*Task brief*
Scan the entries for the word "SimpleTransformer", and copy every line where it appears.

[Opening Input for this task section]

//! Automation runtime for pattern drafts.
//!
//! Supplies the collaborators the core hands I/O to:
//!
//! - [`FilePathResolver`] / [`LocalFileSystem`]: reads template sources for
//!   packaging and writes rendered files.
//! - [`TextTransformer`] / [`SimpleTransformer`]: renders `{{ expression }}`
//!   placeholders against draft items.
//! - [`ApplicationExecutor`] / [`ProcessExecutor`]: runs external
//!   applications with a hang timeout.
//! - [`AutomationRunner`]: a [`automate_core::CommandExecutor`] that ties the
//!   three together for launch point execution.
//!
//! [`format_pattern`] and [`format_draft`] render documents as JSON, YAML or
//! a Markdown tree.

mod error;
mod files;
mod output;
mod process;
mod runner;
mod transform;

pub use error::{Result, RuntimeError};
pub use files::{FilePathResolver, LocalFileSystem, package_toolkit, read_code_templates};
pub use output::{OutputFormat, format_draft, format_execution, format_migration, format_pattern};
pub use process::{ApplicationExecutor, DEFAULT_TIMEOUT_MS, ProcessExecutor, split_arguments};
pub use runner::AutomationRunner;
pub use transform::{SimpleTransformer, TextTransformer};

[Closing Input for this task section]

*Your solution*
//! - [`TextTransformer`] / [`SimpleTransformer`]: renders `{{ expression }}`
pub use transform::{SimpleTransformer, TextTransformer};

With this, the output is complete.